极端微生物常对其栖息地外的极端条件表现出耐受性,嗜酸氧化亚铁硫杆菌对饱和 REEs 浓度的耐受性使其成为工业 REE 生物处理的理想底盘生物。随着对绿色处理需求的增加,能够在极端条件下生长的生物底盘将发挥重要作用,嗜酸氧化亚铁硫杆菌有望在 REE 分离技术中得到广泛应用。
材料和方法
- 材料:实验所用化学品大多购自 Sigma-Aldrich,部分特殊试剂购自其他公司。实验菌株大肠杆菌 BL21 (DE3) 购自 New England Biolabs,嗜酸氧化亚铁硫杆菌菌株 23270 购自 American Type Culture Collection。
- 细胞培养:大肠杆菌常规培养于 LB 培养基,37°C、150 rpm 振荡培养。用于 REEs 生长曲线实验的贫磷基本培养基参照文献配制,pH 调至 6.4。嗜酸氧化亚铁硫杆菌培养基含有 AF 基础盐,根据不同实验需求添加硫或亚铁,pH 调整合适值,30°C、100 rpm 振荡培养。
- 大肠杆菌 BL21 (DE3) 生长曲线测定:制备 REEs 储备液,稀释后加入到调整好浓度的大肠杆菌悬液中,在 96 孔板中培养,37°C 振荡,每隔 15 分钟测定 OD600,共 8 小时。对于 EDTA 处理的生长曲线,在培养 2 小时后加入 5 mM EDTA,继续培养 6 小时。
- 嗜酸氧化亚铁硫杆菌生长曲线测定:制备嗜酸氧化亚铁硫杆菌的 REEs 储备液,使用硫酸盐形式。以 1% 体积比接种到含不同浓度 REEs 的培养基中,根据生长底物不同,定时取样,利用 SYBR Green 荧光法测定细胞密度,并换算成 OD600。
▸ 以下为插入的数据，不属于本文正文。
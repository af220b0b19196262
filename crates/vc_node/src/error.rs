use alloc::string::String;

use thiserror::Error;

use crate::Position;

// -----------------------------------------------------------------------------
// NodeError

/// Errors raised by the node reader and writer.
#[derive(Debug, Error)]
#[non_exhaustive]
pub enum NodeError {
    /// The source is not well formed XML.
    #[error("XML syntax error at {position}: {message}")]
    Syntax { message: String, position: Position },

    /// The source ended before the document element was closed.
    #[error("Unexpected end of document at {0}")]
    UnexpectedEof(Position),

    /// The source has no document element.
    #[error("Document has no root element")]
    NoRoot,

    /// An element was added to a node that is already committed.
    #[error("Cannot add child '{child}' to committed node '{parent}'")]
    Committed { parent: String, child: String },

    /// A second document element was requested from the writer.
    #[error("Document already has root element '{0}'")]
    DuplicateRoot(String),

    /// Serializing the node tree failed.
    #[error("Unable to write document: {0}")]
    Write(String),

    #[error(transparent)]
    Io(#[from] std::io::Error),
}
- 饱和 REEs 条件下铁氧化的测量:将嗜酸氧化亚铁硫杆菌接种到含特定浓度 Fe2SO4和 REEs 的溶液中,30°C、150 RPM 培养,通过铈量法滴定测定 Fe2+向 Fe3+的转化。
- 显微镜观察:分别培养大肠杆菌和嗜酸氧化亚铁硫杆菌,处理后制成玻片,在 1000× 放大倍数下观察细胞形态。添加 EDTA 观察其对细胞絮凝的影响,并用软件处理图像。
- 完整细胞的荧光测定:制备 NBD-PEN、DiBAC4(3) 和碘化丙啶的工作液,处理培养好的大肠杆菌和嗜酸氧化亚铁硫杆菌细胞,孵育后测定荧光强度,分别检测脂质过氧化和膜通透性。
- 原生质球的荧光测定:按照文献方法制备原生质球,处理后添加荧光探针,测定荧光强度。
- 统计分析:定量测量均进行三次重复,结果以平均值 ± 标准差表示。使用 MATLAB 2024a 拟合生长曲线计算 IC50值,用 Student’s 两尾 t 检验计算 P 值,α = 0.05。